▸ Task to complete:
A line below contains "#[derive(Clone, Default)]", and a later one contains "let logger = CaptureLogger::default();". Repeat both, with every line between them, exactly.

Saved entries
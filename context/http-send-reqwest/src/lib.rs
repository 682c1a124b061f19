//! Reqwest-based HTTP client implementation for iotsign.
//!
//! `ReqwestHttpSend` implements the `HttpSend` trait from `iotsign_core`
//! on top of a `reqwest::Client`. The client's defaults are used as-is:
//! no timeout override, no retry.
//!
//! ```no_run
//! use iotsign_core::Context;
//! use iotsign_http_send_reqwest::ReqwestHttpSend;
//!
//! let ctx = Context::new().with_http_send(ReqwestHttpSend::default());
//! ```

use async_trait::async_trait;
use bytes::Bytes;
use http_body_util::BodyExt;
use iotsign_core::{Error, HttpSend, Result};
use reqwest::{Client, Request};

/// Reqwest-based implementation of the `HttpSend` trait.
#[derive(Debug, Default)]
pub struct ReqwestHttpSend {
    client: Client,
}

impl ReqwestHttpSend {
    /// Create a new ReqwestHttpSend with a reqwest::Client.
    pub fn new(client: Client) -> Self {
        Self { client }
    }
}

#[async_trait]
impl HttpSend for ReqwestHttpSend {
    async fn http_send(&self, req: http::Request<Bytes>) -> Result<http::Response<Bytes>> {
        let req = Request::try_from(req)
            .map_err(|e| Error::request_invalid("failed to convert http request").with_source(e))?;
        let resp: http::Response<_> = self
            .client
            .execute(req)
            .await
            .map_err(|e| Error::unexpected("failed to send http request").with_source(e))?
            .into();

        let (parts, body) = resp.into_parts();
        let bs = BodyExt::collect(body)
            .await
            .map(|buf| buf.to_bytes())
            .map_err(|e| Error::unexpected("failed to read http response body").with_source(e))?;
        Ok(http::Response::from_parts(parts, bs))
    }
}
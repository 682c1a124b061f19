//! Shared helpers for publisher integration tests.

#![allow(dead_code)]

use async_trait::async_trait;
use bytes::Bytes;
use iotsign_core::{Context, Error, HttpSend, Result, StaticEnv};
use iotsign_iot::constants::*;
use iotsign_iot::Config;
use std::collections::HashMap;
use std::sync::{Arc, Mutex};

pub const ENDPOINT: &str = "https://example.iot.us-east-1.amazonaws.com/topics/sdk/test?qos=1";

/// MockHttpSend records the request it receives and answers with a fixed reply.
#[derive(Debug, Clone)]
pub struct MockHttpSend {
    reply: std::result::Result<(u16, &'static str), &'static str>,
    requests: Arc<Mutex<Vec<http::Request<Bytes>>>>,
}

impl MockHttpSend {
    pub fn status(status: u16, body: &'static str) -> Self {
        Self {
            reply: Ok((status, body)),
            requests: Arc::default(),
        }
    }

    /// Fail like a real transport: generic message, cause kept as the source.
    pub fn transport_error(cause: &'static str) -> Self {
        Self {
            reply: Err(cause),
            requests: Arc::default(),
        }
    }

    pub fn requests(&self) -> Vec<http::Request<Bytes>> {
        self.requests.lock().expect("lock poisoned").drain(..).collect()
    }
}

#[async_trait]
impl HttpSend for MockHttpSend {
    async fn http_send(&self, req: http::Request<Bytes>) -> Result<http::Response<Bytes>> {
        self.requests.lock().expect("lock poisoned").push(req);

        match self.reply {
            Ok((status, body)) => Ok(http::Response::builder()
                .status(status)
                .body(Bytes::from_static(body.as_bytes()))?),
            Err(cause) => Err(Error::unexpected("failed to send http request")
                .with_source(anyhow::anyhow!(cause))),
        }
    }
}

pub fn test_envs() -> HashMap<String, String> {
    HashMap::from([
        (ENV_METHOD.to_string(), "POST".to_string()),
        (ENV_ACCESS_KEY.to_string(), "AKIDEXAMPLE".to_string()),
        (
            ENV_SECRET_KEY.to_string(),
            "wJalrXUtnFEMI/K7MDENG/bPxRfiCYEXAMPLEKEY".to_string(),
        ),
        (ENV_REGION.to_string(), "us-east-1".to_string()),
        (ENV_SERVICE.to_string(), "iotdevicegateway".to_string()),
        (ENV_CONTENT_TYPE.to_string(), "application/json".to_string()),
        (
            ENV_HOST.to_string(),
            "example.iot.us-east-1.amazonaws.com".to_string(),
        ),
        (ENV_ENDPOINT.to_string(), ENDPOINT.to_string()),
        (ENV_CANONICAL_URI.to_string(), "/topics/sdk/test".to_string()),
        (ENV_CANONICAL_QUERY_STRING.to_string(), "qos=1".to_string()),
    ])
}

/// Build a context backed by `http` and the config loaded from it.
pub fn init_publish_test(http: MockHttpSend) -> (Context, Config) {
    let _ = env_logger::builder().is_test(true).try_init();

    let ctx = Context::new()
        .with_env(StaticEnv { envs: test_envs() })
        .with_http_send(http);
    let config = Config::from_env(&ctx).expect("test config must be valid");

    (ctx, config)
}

...

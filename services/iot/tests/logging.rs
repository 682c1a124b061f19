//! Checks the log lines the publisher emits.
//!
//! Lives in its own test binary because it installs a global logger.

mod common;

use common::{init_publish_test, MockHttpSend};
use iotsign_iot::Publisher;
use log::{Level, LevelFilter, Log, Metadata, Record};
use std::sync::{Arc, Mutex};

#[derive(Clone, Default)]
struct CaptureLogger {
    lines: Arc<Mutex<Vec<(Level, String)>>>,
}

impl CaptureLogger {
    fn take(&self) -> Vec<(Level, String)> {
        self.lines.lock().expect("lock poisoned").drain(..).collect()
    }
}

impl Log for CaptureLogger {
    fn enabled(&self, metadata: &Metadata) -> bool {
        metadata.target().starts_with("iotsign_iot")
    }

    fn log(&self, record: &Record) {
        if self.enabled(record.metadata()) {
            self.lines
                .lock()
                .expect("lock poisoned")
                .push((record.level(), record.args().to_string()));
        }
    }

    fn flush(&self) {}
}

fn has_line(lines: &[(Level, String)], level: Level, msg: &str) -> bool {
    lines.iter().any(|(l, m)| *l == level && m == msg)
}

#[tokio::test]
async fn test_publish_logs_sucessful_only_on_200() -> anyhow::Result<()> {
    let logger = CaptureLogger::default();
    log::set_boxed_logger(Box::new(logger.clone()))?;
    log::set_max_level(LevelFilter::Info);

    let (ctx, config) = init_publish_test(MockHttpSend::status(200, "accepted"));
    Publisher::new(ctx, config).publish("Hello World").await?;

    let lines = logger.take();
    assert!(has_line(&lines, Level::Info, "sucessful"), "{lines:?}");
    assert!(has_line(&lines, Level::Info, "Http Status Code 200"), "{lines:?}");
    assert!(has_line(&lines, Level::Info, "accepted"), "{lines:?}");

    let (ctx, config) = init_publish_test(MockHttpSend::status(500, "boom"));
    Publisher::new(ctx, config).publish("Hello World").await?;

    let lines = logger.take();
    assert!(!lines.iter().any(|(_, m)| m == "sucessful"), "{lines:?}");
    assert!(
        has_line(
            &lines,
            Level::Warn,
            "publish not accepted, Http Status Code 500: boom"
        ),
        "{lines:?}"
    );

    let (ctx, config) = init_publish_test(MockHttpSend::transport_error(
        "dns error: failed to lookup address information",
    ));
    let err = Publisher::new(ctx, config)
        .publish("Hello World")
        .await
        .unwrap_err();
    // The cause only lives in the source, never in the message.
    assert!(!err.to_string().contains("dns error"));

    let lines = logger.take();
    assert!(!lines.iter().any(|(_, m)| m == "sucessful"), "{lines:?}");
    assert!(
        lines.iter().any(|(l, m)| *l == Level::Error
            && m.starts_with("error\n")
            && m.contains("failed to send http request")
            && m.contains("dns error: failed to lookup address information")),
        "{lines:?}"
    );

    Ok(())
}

▸ Answer to this task:
#[derive(Clone, Default)]
struct CaptureLogger {
    lines: Arc<Mutex<Vec<(Level, String)>>>,
}

impl CaptureLogger {
    fn take(&self) -> Vec<(Level, String)> {
        self.lines.lock().expect("lock poisoned").drain(..).collect()
    }
}

impl Log for CaptureLogger {
    fn enabled(&self, metadata: &Metadata) -> bool {
        metadata.target().starts_with("iotsign_iot")
    }

    fn log(&self, record: &Record) {
        if self.enabled(record.metadata()) {
            self.lines
                .lock()
                .expect("lock poisoned")
                .push((record.level(), record.args().to_string()));
        }
    }

    fn flush(&self) {}
}

fn has_line(lines: &[(Level, String)], level: Level, msg: &str) -> bool {
    lines.iter().any(|(l, m)| *l == level && m == msg)
}

#[tokio::test]
async fn test_publish_logs_sucessful_only_on_200() -> anyhow::Result<()> {
    let logger = CaptureLogger::default();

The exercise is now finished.